Iowa Pipeline Walk: Day 4

Wednesday, March 4, 2015 – Mt. Hamill, Iowa
{For the latest Iowa Pipeline Walk route and schedule detail, click here.}

Starting the day in front of the Mt. Hamill Tavern

Starting the day in front of the Mt. Hamill Tavern

Today was tough. Really tough. As I prepared to leave the Mt. Hamill Tavern, a farmer smiled with a mischievous glint in his eye and said, “Have all the fun you can handle.”

Fun indeed. With temperatures in the low teens and gusts up to 28 miles per hour, the wind chill hovered just above zero. Add in the fatigue I felt from the previous two days, and it was impossible not to be apprehensive about today’s 18.8 mile trek to Stockport.

The elements did not disappoint. The wind was brutal, particularly against the right side of my face. I alternated using my left and right hands to shield my face against the wind, and then would take turns warming my fingers by balling them up in their respective gloves.

After four miles, I was eager for water and desperate to pee. News reports of the risk of frostbite to exposed flesh discouraged me from stopping on the open prairie.
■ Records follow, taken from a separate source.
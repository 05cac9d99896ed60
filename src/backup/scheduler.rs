//! Backup scheduling.
//!
//! # Responsibilities
//! - Parse per-backend schedule specs from configuration
//! - Compute absolute next-run times
//! - Drive one scheduling loop per backend
//!
//! # Design Decisions
//! - Malformed specs are a parse error; validation rejects them at startup
//! - A failed run (including a busy backend) waits a fixed backoff before
//!   the next run is recomputed; the loop only exits on shutdown

use chrono::{DateTime, Duration as ChronoDuration, NaiveTime, Utc};
use std::str::FromStr;
use std::sync::Arc;
use std::time::Duration;
use tokio::sync::broadcast;
use tokio::time;

use crate::backend::registry::BackendHandle;
use crate::backup::manager::BackupManager;
use crate::backup::record::BackupKind;

/// When a backend's scheduled backups run.
#[derive(Debug, Clone, Copy, PartialEq, Eq)]
pub enum ScheduleSpec {
    /// Every day at a fixed UTC time-of-day.
    Daily(NaiveTime),
    /// Every `n` hours, measured from the previous run.
    EveryHours(u32),
}

impl ScheduleSpec {
    /// Absolute time of the next run, strictly after `now`.
    pub fn next_run(&self, now: DateTime<Utc>) -> DateTime<Utc> {
        match self {
            ScheduleSpec::Daily(time) => {
                let today = now.date_naive().and_time(*time).and_utc();
                if today > now {
                    today
                } else {
                    today + ChronoDuration::days(1)
                }
            }
            ScheduleSpec::EveryHours(hours) => now + ChronoDuration::hours(i64::from(*hours)),
        }
    }
}

impl FromStr for ScheduleSpec {
    type Err = String;

    fn from_str(s: &str) -> Result<Self, Self::Err> {
        let s = s.trim();
        if let Some(hours) = s.strip_suffix('h') {
            let hours: u32 = hours
                .parse()
                .map_err(|_| format!("'{s}' is not a whole number of hours"))?;
            if !(1..=168).contains(&hours) {
                return Err(format!("interval must be 1..=168 hours, got {hours}"));
            }
            return Ok(ScheduleSpec::EveryHours(hours));
        }

        NaiveTime::parse_from_str(s, "%H:%M")
            .map(ScheduleSpec::Daily)
            .map_err(|_| format!("'{s}' is neither 'HH:MM' nor '<n>h'"))
    }
}

impl std::fmt::Display for ScheduleSpec {
    fn fmt(&self, f: &mut std::fmt::Formatter<'_>) -> std::fmt::Result {
        match self {
            ScheduleSpec::Daily(time) => write!(f, "daily at {}", time.format("%H:%M")),
            ScheduleSpec::EveryHours(hours) => write!(f, "every {hours}h"),
        }
    }
}

/// Scheduling loop for one backend. Runs until shutdown.
pub(crate) async fn run_scheduler(
    manager: Arc<BackupManager>,
    handle: Arc<BackendHandle>,
    mut shutdown: broadcast::Receiver<()>,
) {
    let backoff = Duration::from_secs(manager.config().scheduler_backoff_secs);
    tracing::info!(backend = %handle.name, schedule = %handle.schedule, "Backup scheduler starting");

    loop {
        let now = Utc::now();
        let next = handle.schedule.next_run(now);
        let wait = (next - now).to_std().unwrap_or(Duration::ZERO);
        tracing::debug!(backend = %handle.name, next = %next, "Next scheduled backup");

        tokio::select! {
            _ = time::sleep(wait) => {
                match manager.create_backup(&handle.name, BackupKind::Full).await {
                    Ok(id) => {
                        tracing::info!(backend = %handle.name, id = %id, "Scheduled backup run finished");
                    }
                    Err(e) => {
                        tracing::warn!(
                            backend = %handle.name,
                            error = %e,
                            backoff_secs = backoff.as_secs(),
                            "Scheduled backup failed, backing off"
                        );
                        tokio::select! {
                            _ = time::sleep(backoff) => {}
                            _ = shutdown.recv() => break,
                        }
                    }
                }
            }
            _ = shutdown.recv() => break,
        }
    }

    tracing::info!(backend = %handle.name, "Backup scheduler stopped");
}

#[cfg(test)]
mod tests {
    use super::*;
    use chrono::TimeZone;

    #[test]
    fn parses_daily_time_of_day() {
        let spec: ScheduleSpec = "02:30".parse().unwrap();
        assert_eq!(
            spec,
            ScheduleSpec::Daily(NaiveTime::from_hms_opt(2, 30, 0).unwrap())
        );
    }

    #[test]
    fn parses_hour_interval() {
        let spec: ScheduleSpec = "6h".parse().unwrap();
        assert_eq!(spec, ScheduleSpec::EveryHours(6));
    }

    #[test]
    fn rejects_malformed_specs() {
        assert!("whenever".parse::<ScheduleSpec>().is_err());
        assert!("25:00".parse::<ScheduleSpec>().is_err());
        assert!("0h".parse::<ScheduleSpec>().is_err());
        assert!("169h".parse::<ScheduleSpec>().is_err());
        assert!("".parse::<ScheduleSpec>().is_err());
    }

    #[test]
    fn daily_next_run_rolls_over_midnight() {
        let spec: ScheduleSpec = "02:30".parse().unwrap();
        let before = Utc.with_ymd_and_hms(2026, 3, 10, 1, 0, 0).unwrap();
        assert_eq!(
            spec.next_run(before),
            Utc.with_ymd_and_hms(2026, 3, 10, 2, 30, 0).unwrap()
        );

        let after = Utc.with_ymd_and_hms(2026, 3, 10, 3, 0, 0).unwrap();
        assert_eq!(
            spec.next_run(after),
            Utc.with_ymd_and_hms(2026, 3, 11, 2, 30, 0).unwrap()
        );
    }

    #[test]
    fn interval_next_run_is_relative() {
        let spec: ScheduleSpec = "6h".parse().unwrap();
        let now = Utc.with_ymd_and_hms(2026, 3, 10, 1, 0, 0).unwrap();
        assert_eq!(
            spec.next_run(now),
            Utc.with_ymd_and_hms(2026, 3, 10, 7, 0, 0).unwrap()
        );
    }
}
At the five-mile mark, I was elated to find an abandoned barn in which to take shelter from the wind for a short spell. “Thank God for rural decay,” I quipped to myself sarcastically.
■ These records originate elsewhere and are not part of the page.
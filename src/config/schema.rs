//! Configuration schema definitions.
//!
//! This module defines the complete configuration structure for the warden.
//! All types derive Serde traits for deserialization from config files.

use serde::{Deserialize, Serialize};
use std::path::PathBuf;

use crate::health::status::BackendKind;

/// Root configuration for the fleet warden.
#[derive(Debug, Clone, Deserialize, Serialize, Default)]
#[serde(default)]
pub struct WardenConfig {
    /// Managed backend definitions.
    pub backends: Vec<BackendConfig>,

    /// Health monitoring settings.
    pub health: HealthConfig,

    /// Backup scheduling and retention settings.
    pub backup: BackupConfig,

    /// Observability settings.
    pub observability: ObservabilityConfig,
}

/// A single managed backend.
#[derive(Debug, Clone, Deserialize, Serialize)]
pub struct BackendConfig {
    /// Unique backend identifier (e.g. "postgresql").
    pub name: String,

    /// Backend kind, used for default latency thresholds.
    pub kind: BackendKind,

    /// Backend address (e.g. "127.0.0.1:5432") for the probe adapter.
    pub address: String,

    /// Backup schedule: `"HH:MM"` for a fixed daily UTC time-of-day, or
    /// `"<n>h"` for a fixed interval in whole hours.
    #[serde(default = "default_schedule")]
    pub schedule: String,

    /// Latency above which the backend is considered degraded, in
    /// milliseconds. Defaults depend on `kind`.
    pub warn_latency_ms: Option<u64>,

    /// Latency at or above which the backend is considered critical, in
    /// milliseconds. Defaults depend on `kind`.
    pub critical_latency_ms: Option<u64>,

    /// Shell command producing a backup artifact; `{path}` is replaced with
    /// the target artifact path. Required by the daemon, optional for
    /// embedders wiring their own dump adapters.
    pub dump_command: Option<String>,
}

fn default_schedule() -> String {
    "24h".to_string()
}

impl BackendConfig {
    /// Warn latency threshold, falling back to the kind default.
    pub fn warn_threshold_ms(&self) -> u64 {
        self.warn_latency_ms.unwrap_or(self.kind.default_warn_ms())
    }

    /// Critical latency threshold, falling back to the kind default.
    pub fn critical_threshold_ms(&self) -> u64 {
        self.critical_latency_ms
            .unwrap_or(self.kind.default_critical_ms())
    }
}

/// Health monitoring configuration.
#[derive(Debug, Clone, Deserialize, Serialize)]
#[serde(default)]
pub struct HealthConfig {
    /// Enable the health polling loop.
    pub enabled: bool,

    /// Interval between health-check rounds in seconds. A round probes
    /// every configured backend.
    pub poll_interval_secs: u64,

    /// Per-probe timeout in seconds; a timed-out probe counts as a
    /// connection failure.
    pub probe_timeout_secs: u64,

    /// Consecutive non-healthy results before an alert fires.
    pub alert_threshold: u32,

    /// Minimum seconds between two alerts for the same backend.
    pub alert_cooldown_secs: u64,

    /// Attempt backend recovery on critical results.
    pub auto_recovery: bool,

    /// Maximum recovery attempts per critical result.
    pub recovery_max_attempts: u32,

    /// Base delay for recovery backoff in milliseconds.
    pub recovery_base_delay_ms: u64,

    /// Maximum delay for recovery backoff in milliseconds.
    pub recovery_max_delay_ms: u64,
}

impl Default for HealthConfig {
    fn default() -> Self {
        Self {
            enabled: true,
            poll_interval_secs: 30,
            probe_timeout_secs: 5,
            alert_threshold: 3,
            alert_cooldown_secs: 300,
            auto_recovery: true,
            recovery_max_attempts: 3,
            recovery_base_delay_ms: 500,
            recovery_max_delay_ms: 5000,
        }
    }
}

/// Backup execution, scheduling and retention configuration.
#[derive(Debug, Clone, Deserialize, Serialize)]
#[serde(default)]
pub struct BackupConfig {
    /// Directory under which artifacts are stored, one subdirectory per
    /// backend.
    pub root_dir: PathBuf,

    /// Days a backup is retained before the sweep removes it.
    pub retention_days: u32,

    /// Compress artifacts with gzip while they are produced.
    pub compression: bool,

    /// Interval between retention sweeps in seconds.
    pub sweep_interval_secs: u64,

    /// Fixed wait after a failed scheduled backup before the next run is
    /// recomputed, in seconds.
    pub scheduler_backoff_secs: u64,
}

impl Default for BackupConfig {
    fn default() -> Self {
        Self {
            root_dir: PathBuf::from("./backups"),
            retention_days: 30,
            compression: true,
            sweep_interval_secs: 86_400,
            scheduler_backoff_secs: 300,
        }
    }
}

/// Observability configuration.
#[derive(Debug, Clone, Deserialize, Serialize)]
#[serde(default)]
pub struct ObservabilityConfig {
    /// Log level (trace, debug, info, warn, error).
    pub log_level: String,

    /// Enable metrics endpoint.
    pub metrics_enabled: bool,

    /// Metrics endpoint bind address.
    pub metrics_address: String,
}

impl Default for ObservabilityConfig {
    fn default() -> Self {
        Self {
            log_level: "info".to_string(),
            metrics_enabled: true,
            metrics_address: "0.0.0.0:9090".to_string(),
        }
    }
}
On the road between Hillsboro and Stockport

On the road between Hillsboro and Stockport

At the 11-mile mark, I arrived in Hillsboro expecting to find a restaurant, tavern, library – any place to warm up. Everything was either closed or didn’t exist, and the best I could muster was the partially-heated lobby of the Post Office. It was enough to give me the break I needed. An hour later, with the wind velocity reduced considerably, I was able to convince my aching legs to grind out the final 7.8 miles to Stockport.

Today’s conditions were the most dangerous I’ve ever trudged through, and tomorrow morning’s wind chill is forecast to be -17 degrees. Throughout the day, I asked myself the question I’m sure the farmer at the Mt. Hamill Tavern asked: “Why do such a thing? What’s the point in subjecting yourself to such horrible conditions?”

It’s important because what we have to lose is so precious. It’s important as a demonstration of the determination and commitment needed to fight the injustice of this pipeline. It’s important as a way to give hope and encouragement to the many people along the route who do not want their land condemned but feel they cannot prevail against the combined power of Big Government and Big Oil.

It’s important for so many reasons, including as a reminder of the essential goodness and kindness of people everywhere.

At the end of today’s walk, I am greeted by Kim Steele-Blair. She and her husband Tim run Bloom and Bark Farm, an organic farm providing food for 30 families in Van Buren County. They give me a hot meal over interesting conversation, a chance to do laundry, and a comfortable bed.

Life is good.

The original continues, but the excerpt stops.